Lately ICOs have emerged as a new way to raise funds for fintech startups and have got all the popularity with the recent boom that cryptocurrency has seen. Every other ad on the internet has to do with ICOs. It’s not just the young projects that take refuge in an ICO for raising their starting capital and implementing the ambitious ideas – old corporations also try returning positions by announcing ICOs and Kodak is a perfect example of that.
ICO is proving itself to be a perfect invention not just for investors but also for developers.

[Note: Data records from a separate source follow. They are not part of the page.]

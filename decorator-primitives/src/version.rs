//! Semantic versions and decorator version compatibility.
//!
//! Decorator versions follow `major.minor.patch`. A registered version
//! satisfies a requested one when the majors are equal and the registered
//! `minor.patch` is at least the requested `minor.patch`; no compatibility is
//! assumed across majors.

use crate::error::{Error, Result};

pub use semver::Version;

/// Parses a `major.minor.patch` string into a [`Version`].
///
/// # Errors
///
/// Returns [`Error::InvalidVersion`] when the string is not a valid semantic
/// version.
pub fn parse_version(input: &str) -> Result<Version> {
    Version::parse(input.trim()).map_err(|source| Error::InvalidVersion {
        input: input.to_owned(),
        source,
    })
}

/// Returns true when `available` can serve a request for `requested`.
#[must_use]
pub fn is_compatible(available: &Version, requested: &Version) -> bool {
    available.major == requested.major
        && (available.minor, available.patch) >= (requested.minor, requested.patch)
}

/// Inclusive range of prompt-decorator standard versions a definition supports.
#[derive(Clone, Debug, Default, PartialEq, Eq)]
pub struct StandardRange {
    min: Option<Version>,
    max: Option<Version>,
}

impl StandardRange {
    /// Creates a range from optional inclusive bounds.
    ///
    /// # Errors
    ///
    /// Returns [`Error::InvalidRange`] when `min` is greater than `max`.
    pub fn new(min: Option<Version>, max: Option<Version>) -> Result<Self> {
        if let (Some(lo), Some(hi)) = (&min, &max) {
            if lo > hi {
                return Err(Error::InvalidRange {
                    min: lo.to_string(),
                    max: hi.to_string(),
                });
            }
        }
        Ok(Self { min, max })
    }

    /// Range accepting every standard version.
    #[must_use]
    pub const fn unbounded() -> Self {
        Self {
            min: None,
            max: None,
        }
    }

    /// Lower bound, if any.
    #[must_use]
    pub fn min(&self) -> Option<&Version> {
        self.min.as_ref()
    }

    /// Upper bound, if any.
    #[must_use]
    pub fn max(&self) -> Option<&Version> {
        self.max.as_ref()
    }

    /// Returns true when `version` lies within the range.
    #[must_use]
    pub fn contains(&self, version: &Version) -> bool {
        self.min.as_ref().is_none_or(|min| version >= min)
            && self.max.as_ref().is_none_or(|max| version <= max)
    }
}
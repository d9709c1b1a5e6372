//! The composition engine.

use std::collections::BTreeSet;

use decorator_config::EngineConfig;
use decorator_primitives::{Version, parse_version};
use decorator_registry::{CompositionBehavior, DecoratorDefinition, DecoratorInstance, Placement, Registry};
use decorator_schema::ParamValue;
use tracing::{debug, warn};

use crate::error::{CompositionError, CompositionResult, DecoratorResult};
use crate::meta::{self, PlannedStep};
use crate::syntax::{self, Invocation};

const SECTION_SEPARATOR: &str = "\n\n";

/// Composes decorator instances and a base prompt into a single prompt.
///
/// Composition is pure: the same instances, prompt, registry, and
/// configuration always produce the same output. Every compatibility check
/// runs before any text is rendered.
#[derive(Debug, Clone)]
pub struct CompositionEngine<'r> {
    registry: &'r Registry,
    config: EngineConfig,
}

impl<'r> CompositionEngine<'r> {
    /// Creates an engine with the default configuration.
    #[must_use]
    pub fn new(registry: &'r Registry) -> Self {
        Self::with_config(registry, EngineConfig::default())
    }

    /// Creates an engine with an explicit configuration.
    #[must_use]
    pub fn with_config(registry: &'r Registry, config: EngineConfig) -> Self {
        Self { registry, config }
    }

    /// Registry used to resolve names.
    #[must_use]
    pub fn registry(&self) -> &'r Registry {
        self.registry
    }

    /// Active configuration.
    #[must_use]
    pub fn config(&self) -> &EngineConfig {
        &self.config
    }

    /// Validates a request and resolves it into an ordered plan without
    /// rendering.
    ///
    /// # Errors
    ///
    /// Returns the first [`CompositionError`] found. Checks run in this
    /// order: `Version` position, meta-decorator expansion, conflicts,
    /// requirements, standard version, target model, replacing placements.
    pub fn plan(&self, instances: &[DecoratorInstance<'r>]) -> CompositionResult<CompositionPlan<'r>> {
        let standard = self.standard_version(instances)?;
        let steps = meta::expand(self.registry, instances)?;

        check_conflicts(&steps)?;
        let definitions = involved(instances, &steps);
        check_requirements(instances, &steps, &definitions)?;
        check_standard(&definitions, &standard)?;
        self.check_models(&definitions)?;
        check_replacements(&steps)?;

        debug!(requested = instances.len(), steps = steps.len(), %standard, "planned composition");
        Ok(CompositionPlan { standard, steps })
    }

    /// Composes `instances` around `base_prompt`.
    ///
    /// # Errors
    ///
    /// See [`CompositionEngine::plan`]. Nothing is rendered on error.
    pub fn compose(&self, instances: &[DecoratorInstance<'r>], base_prompt: &str) -> CompositionResult<String> {
        let plan = self.plan(instances)?;
        Ok(plan.render(base_prompt))
    }

    /// Resolves and binds a parsed invocation.
    ///
    /// # Errors
    ///
    /// Returns registry errors for unknown names or unsatisfiable versions
    /// and validation errors for bad parameters.
    pub fn bind(&self, invocation: &Invocation) -> DecoratorResult<DecoratorInstance<'r>> {
        let definition = self
            .registry
            .lookup(&invocation.name, invocation.version.as_ref())?;
        Ok(DecoratorInstance::bind(definition, &invocation.parameters)?)
    }

    /// Parses leading `+++` invocations from `text`, binds them, and
    /// composes them around the remaining prompt.
    ///
    /// # Errors
    ///
    /// Returns the first syntax, registry, validation, or composition error.
    pub fn apply(&self, text: &str) -> DecoratorResult<String> {
        let parsed = syntax::parse(text)?;
        let instances = parsed
            .invocations
            .iter()
            .map(|invocation| self.bind(invocation))
            .collect::<DecoratorResult<Vec<_>>>()?;
        Ok(self.compose(&instances, &parsed.prompt)?)
    }

    fn standard_version(&self, instances: &[DecoratorInstance<'r>]) -> CompositionResult<Version> {
        let mut standard = None;
        for (position, instance) in instances.iter().enumerate() {
            if instance.name() != meta::VERSION {
                continue;
            }
            if position != 0 {
                return Err(CompositionError::MisplacedVersionDecorator { position });
            }
            standard = instance
                .get("standard")
                .and_then(ParamValue::as_str)
                .map(|value| {
                    parse_version(value).map_err(|_| CompositionError::InvalidStandardVersion {
                        value: value.to_owned(),
                    })
                })
                .transpose()?;
        }
        Ok(standard.unwrap_or_else(|| self.config.standard_version.clone()))
    }

    fn check_models(&self, definitions: &[&DecoratorDefinition]) -> CompositionResult<()> {
        let Some(model) = self.config.target_model.as_deref() else {
            return Ok(());
        };
        for definition in definitions {
            if definition.compatibility().supports_model(model) {
                continue;
            }
            if self.config.strict_models {
                return Err(CompositionError::UnsupportedModel {
                    decorator: definition.name().to_string(),
                    model: model.to_owned(),
                });
            }
            warn!(decorator = %definition.name(), model, "decorator does not list target model");
        }
        Ok(())
    }
}
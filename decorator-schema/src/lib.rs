//! Parameter schemas and validation for prompt decorators.
//!
//! A [`ParameterSchema`] describes one decorator parameter. Raw JSON values are
//! checked against it to produce a typed [`ParamValue`]; the
//! [`ValidationPipeline`] runs every schema of a decorator over a raw
//! parameter map and reports all problems at once.

#![warn(missing_docs, clippy::pedantic)]

mod error;
mod pipeline;
mod schema;
mod value;

pub use error::{ValidationError, ValidationErrors, ValidationResult};
pub use pipeline::{ValidatedParameters, ValidationPipeline};
pub use schema::{Constraints, ItemSchema, ParameterKind, ParameterSchema};
pub use value::{ParamValue, json_type_name};
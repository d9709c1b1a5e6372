//! Validation error taxonomy.

use std::fmt;

use thiserror::Error;

/// Result alias for single-parameter validation.
pub type ValidationResult<T> = Result<T, ValidationError>;

fn format_bounds(min: Option<f64>, max: Option<f64>) -> String {
    match (min, max) {
        (Some(min), Some(max)) => format!("[{min}, {max}]"),
        (Some(min), None) => format!(">= {min}"),
        (None, Some(max)) => format!("<= {max}"),
        (None, None) => "any".to_owned(),
    }
}

fn format_len_bounds(min: Option<usize>, max: Option<usize>) -> String {
    match (min, max) {
        (Some(min), Some(max)) => format!("[{min}, {max}]"),
        (Some(min), None) => format!(">= {min}"),
        (None, Some(max)) => format!("<= {max}"),
        (None, None) => "any".to_owned(),
    }
}

/// A single parameter validation failure.
///
/// Every variant names the decorator and parameter so the message can be
/// shown to the caller as-is.
#[derive(Debug, Clone, PartialEq, Error)]
pub enum ValidationError {
    /// A required parameter was absent and has no default.
    #[error("{decorator}: missing required parameter `{parameter}`")]
    MissingRequiredParameter {
        /// Decorator being bound.
        decorator: String,
        /// Missing parameter.
        parameter: String,
    },

    /// The value's type does not match the declared kind.
    #[error("{decorator}: parameter `{parameter}` expects {expected}, got {actual}")]
    TypeMismatch {
        /// Decorator being bound.
        decorator: String,
        /// Offending parameter.
        parameter: String,
        /// Declared type.
        expected: String,
        /// Type that was supplied.
        actual: String,
    },

    /// An enum value outside the allowed set.
    #[error("{decorator}: parameter `{parameter}` does not accept `{value}` (allowed: {})", allowed.join(", "))]
    InvalidEnumValue {
        /// Decorator being bound.
        decorator: String,
        /// Offending parameter.
        parameter: String,
        /// Supplied value.
        value: String,
        /// Declared values in order.
        allowed: Vec<String>,
    },

    /// A number outside its declared bounds.
    #[error("{decorator}: parameter `{parameter}` value {value} is outside {}", format_bounds(*min, *max))]
    OutOfRange {
        /// Decorator being bound.
        decorator: String,
        /// Offending parameter.
        parameter: String,
        /// Supplied value.
        value: f64,
        /// Inclusive lower bound.
        min: Option<f64>,
        /// Inclusive upper bound.
        max: Option<f64>,
    },

    /// An array with too few or too many items.
    #[error("{decorator}: parameter `{parameter}` has {len} items, expected {}", format_len_bounds(*min, *max))]
    InvalidArrayLength {
        /// Decorator being bound.
        decorator: String,
        /// Offending parameter.
        parameter: String,
        /// Supplied length.
        len: usize,
        /// Inclusive lower bound.
        min: Option<usize>,
        /// Inclusive upper bound.
        max: Option<usize>,
    },

    /// An array item that fails the item schema.
    #[error("{decorator}: parameter `{parameter}` item {index} is invalid: {reason}")]
    InvalidArrayItem {
        /// Decorator being bound.
        decorator: String,
        /// Offending parameter.
        parameter: String,
        /// Zero-based item position.
        index: usize,
        /// Description of the item failure.
        reason: String,
    },

    /// A string with too few or too many characters.
    #[error("{decorator}: parameter `{parameter}` has length {len}, expected {}", format_len_bounds(*min, *max))]
    InvalidStringLength {
        /// Decorator being bound.
        decorator: String,
        /// Offending parameter.
        parameter: String,
        /// Supplied length in characters.
        len: usize,
        /// Inclusive lower bound.
        min: Option<usize>,
        /// Inclusive upper bound.
        max: Option<usize>,
    },

    /// A string not matching the declared pattern.
    #[error("{decorator}: parameter `{parameter}` value `{value}` does not match `{pattern}`")]
    PatternMismatch {
        /// Decorator being bound.
        decorator: String,
        /// Offending parameter.
        parameter: String,
        /// Supplied value.
        value: String,
        /// Declared regular expression.
        pattern: String,
    },

    /// A parameter name the decorator does not declare.
    #[error("{decorator}: unknown parameter `{parameter}`")]
    UnknownParameter {
        /// Decorator being bound.
        decorator: String,
        /// Undeclared parameter.
        parameter: String,
    },

    /// The schema itself is malformed.
    #[error("{decorator}: invalid schema for parameter `{parameter}`: {reason}")]
    InvalidSchema {
        /// Decorator declaring the schema.
        decorator: String,
        /// Parameter whose schema is malformed.
        parameter: String,
        /// Description of the defect.
        reason: String,
    },
}

impl ValidationError {
    /// Returns the parameter the error refers to.
    #[must_use]
    pub fn parameter(&self) -> &str {
        match self {
            Self::MissingRequiredParameter { parameter, .. }
            | Self::TypeMismatch { parameter, .. }
            | Self::InvalidEnumValue { parameter, .. }
            | Self::OutOfRange { parameter, .. }
            | Self::InvalidArrayLength { parameter, .. }
            | Self::InvalidArrayItem { parameter, .. }
            | Self::InvalidStringLength { parameter, .. }
            | Self::PatternMismatch { parameter, .. }
            | Self::UnknownParameter { parameter, .. }
            | Self::InvalidSchema { parameter, .. } => parameter,
        }
    }
}

/// Every validation failure collected for one decorator invocation.
#[derive(Debug, Clone, PartialEq)]
pub struct ValidationErrors {
    decorator: String,
    errors: Vec<ValidationError>,
}

impl ValidationErrors {
    /// Wraps the collected errors. Returns `None` when there are none.
    #[must_use]
    pub fn from_errors(decorator: impl Into<String>, errors: Vec<ValidationError>) -> Option<Self> {
        if errors.is_empty() {
            None
        } else {
            Some(Self {
                decorator: decorator.into(),
                errors,
            })
        }
    }

    /// Decorator whose parameters failed.
    #[must_use]
    pub fn decorator(&self) -> &str {
        &self.decorator
    }

    /// Individual failures, schema-declaration order first.
    #[must_use]
    pub fn errors(&self) -> &[ValidationError] {
        &self.errors
    }

    /// Number of failures.
    #[must_use]
    pub fn len(&self) -> usize {
        self.errors.len()
    }

    /// Always false; the collection is never constructed empty.
    #[must_use]
    pub fn is_empty(&self) -> bool {
        self.errors.is_empty()
    }

    /// Iterates over the failures.
    pub fn iter(&self) -> std::slice::Iter<'_, ValidationError> {
        self.errors.iter()
    }

    /// Consumes the collection, returning the failures.
    #[must_use]
    pub fn into_vec(self) -> Vec<ValidationError> {
        self.errors
    }
}

impl fmt::Display for ValidationErrors {
    fn fmt(&self, f: &mut fmt::Formatter<'_>) -> fmt::Result {
        write!(
            f,
            "decorator `{}` has {} invalid parameter(s)",
            self.decorator,
            self.errors.len()
        )?;
        for error in &self.errors {
            write!(f, "\n  - {error}")?;
        }
        Ok(())
    }
}

impl std::error::Error for ValidationErrors {}

impl<'a> IntoIterator for &'a ValidationErrors {
    type Item = &'a ValidationError;
    type IntoIter = std::slice::Iter<'a, ValidationError>;

    fn into_iter(self) -> Self::IntoIter {
        self.errors.iter()
    }
}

It offers a chance for developers to raise money if they’re convincing enough, whereas users can make investments in a project of their choice to support it and earn profit.
What is DAICO and how it came into existence?
A question that is trending, however, is what is DAICO? Well, as ICO got popular, it attracted many frauds as well. They were able to raise massive amounts of money by simply setting up promo-websites and white papers. Due to the increasing dissatisfaction of potential investors, some countries came up with solid regulations and a few even banned cryptocurrency and ICO entirely.
This led Vitalik Buterin to come up with DAICO ICO which is simply an improvement to the existing ICO. It integrates ICO with DAO. As far as DAO is concerned, it was a venture capital fund aimed at Blockchain- and crypto-related projects. It was a promising concept but, unfortunately, it got hacked because of some existing vulnerabilities in the system and that resulted in almost 3.5 mln Ether being lost.
As a result, the community voted in favor of a hard fork that led to the creation of Ethereum Classic – the original Ether, and Ethereum, the new Ether created after the hard fork. Now, some features of DAO, like the ability to spread the funds over time, have been incorporated into DAICO.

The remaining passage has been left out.